> [TASK STATEMENT]: Go through the records below and copy out every line that contains the word "core".

=== SOURCE RECORDS ===

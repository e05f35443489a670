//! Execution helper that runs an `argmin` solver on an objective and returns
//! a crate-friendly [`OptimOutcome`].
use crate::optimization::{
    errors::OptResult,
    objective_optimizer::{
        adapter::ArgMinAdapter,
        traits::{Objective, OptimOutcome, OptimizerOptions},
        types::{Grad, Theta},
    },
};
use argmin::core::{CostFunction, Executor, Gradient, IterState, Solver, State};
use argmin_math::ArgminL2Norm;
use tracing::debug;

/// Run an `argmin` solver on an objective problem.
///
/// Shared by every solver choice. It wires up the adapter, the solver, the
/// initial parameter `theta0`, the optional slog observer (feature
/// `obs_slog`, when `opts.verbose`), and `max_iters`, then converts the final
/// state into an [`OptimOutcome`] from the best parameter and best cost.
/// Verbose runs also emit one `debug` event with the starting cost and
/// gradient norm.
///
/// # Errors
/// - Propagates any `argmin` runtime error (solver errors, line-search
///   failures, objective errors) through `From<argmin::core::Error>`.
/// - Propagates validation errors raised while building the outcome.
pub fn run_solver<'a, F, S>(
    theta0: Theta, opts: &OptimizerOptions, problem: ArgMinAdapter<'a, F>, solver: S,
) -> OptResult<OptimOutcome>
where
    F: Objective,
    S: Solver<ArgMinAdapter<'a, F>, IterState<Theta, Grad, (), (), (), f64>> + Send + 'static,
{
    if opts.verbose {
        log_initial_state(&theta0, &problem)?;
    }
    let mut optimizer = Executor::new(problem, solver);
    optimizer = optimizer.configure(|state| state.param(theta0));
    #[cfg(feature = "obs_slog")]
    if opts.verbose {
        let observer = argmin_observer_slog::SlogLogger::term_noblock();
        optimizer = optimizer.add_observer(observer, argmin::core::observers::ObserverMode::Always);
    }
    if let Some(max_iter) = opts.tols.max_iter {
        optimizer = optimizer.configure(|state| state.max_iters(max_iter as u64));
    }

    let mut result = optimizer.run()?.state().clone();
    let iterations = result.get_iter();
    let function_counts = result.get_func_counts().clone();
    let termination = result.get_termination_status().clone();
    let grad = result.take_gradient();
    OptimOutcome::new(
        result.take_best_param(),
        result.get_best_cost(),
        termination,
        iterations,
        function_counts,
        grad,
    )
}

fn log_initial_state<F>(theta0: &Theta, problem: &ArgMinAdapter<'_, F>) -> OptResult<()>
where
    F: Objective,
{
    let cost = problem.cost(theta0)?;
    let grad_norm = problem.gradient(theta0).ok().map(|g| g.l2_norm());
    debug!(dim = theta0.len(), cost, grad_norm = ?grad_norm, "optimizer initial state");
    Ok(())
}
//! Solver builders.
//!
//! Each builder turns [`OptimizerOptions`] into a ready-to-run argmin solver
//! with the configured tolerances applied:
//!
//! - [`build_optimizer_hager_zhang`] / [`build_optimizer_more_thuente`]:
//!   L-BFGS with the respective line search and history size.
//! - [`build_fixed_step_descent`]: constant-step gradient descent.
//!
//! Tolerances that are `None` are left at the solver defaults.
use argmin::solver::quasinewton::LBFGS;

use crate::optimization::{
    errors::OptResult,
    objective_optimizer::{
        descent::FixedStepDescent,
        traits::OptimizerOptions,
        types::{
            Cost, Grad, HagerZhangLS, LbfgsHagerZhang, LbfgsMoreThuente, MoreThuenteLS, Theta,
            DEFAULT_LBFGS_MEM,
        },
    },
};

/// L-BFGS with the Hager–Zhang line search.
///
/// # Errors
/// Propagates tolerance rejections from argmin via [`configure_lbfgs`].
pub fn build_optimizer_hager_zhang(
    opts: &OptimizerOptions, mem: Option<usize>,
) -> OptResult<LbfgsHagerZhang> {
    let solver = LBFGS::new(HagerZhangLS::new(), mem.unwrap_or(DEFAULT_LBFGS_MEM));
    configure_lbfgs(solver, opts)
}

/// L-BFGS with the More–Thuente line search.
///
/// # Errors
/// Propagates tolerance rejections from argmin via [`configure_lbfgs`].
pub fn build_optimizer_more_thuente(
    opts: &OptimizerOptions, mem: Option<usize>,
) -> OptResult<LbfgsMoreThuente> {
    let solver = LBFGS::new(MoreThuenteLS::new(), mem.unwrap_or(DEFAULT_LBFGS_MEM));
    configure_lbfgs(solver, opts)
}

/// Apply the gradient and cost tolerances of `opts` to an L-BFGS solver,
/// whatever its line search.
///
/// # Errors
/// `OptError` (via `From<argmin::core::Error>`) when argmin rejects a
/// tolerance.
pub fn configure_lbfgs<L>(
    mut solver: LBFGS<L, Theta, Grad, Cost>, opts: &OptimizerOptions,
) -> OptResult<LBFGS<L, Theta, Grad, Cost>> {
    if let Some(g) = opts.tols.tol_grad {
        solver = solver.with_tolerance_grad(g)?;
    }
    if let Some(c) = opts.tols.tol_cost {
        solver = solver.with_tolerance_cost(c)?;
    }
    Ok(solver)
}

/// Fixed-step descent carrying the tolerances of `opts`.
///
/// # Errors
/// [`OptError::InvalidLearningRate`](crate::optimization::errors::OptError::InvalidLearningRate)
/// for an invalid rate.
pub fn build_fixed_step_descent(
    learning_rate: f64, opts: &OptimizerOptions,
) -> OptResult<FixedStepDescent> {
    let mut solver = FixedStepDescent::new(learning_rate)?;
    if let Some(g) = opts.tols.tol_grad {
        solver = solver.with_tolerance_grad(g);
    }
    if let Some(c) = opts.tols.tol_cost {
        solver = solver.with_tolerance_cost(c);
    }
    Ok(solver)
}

===

> [SOLUTION TO THE PROBLEM]:
use argmin::core::{CostFunction, Executor, Gradient, IterState, Solver, State};
///   failures, objective errors) through `From<argmin::core::Error>`.
        optimizer = optimizer.add_observer(observer, argmin::core::observers::ObserverMode::Always);
/// `OptError` (via `From<argmin::core::Error>`) when argmin rejects a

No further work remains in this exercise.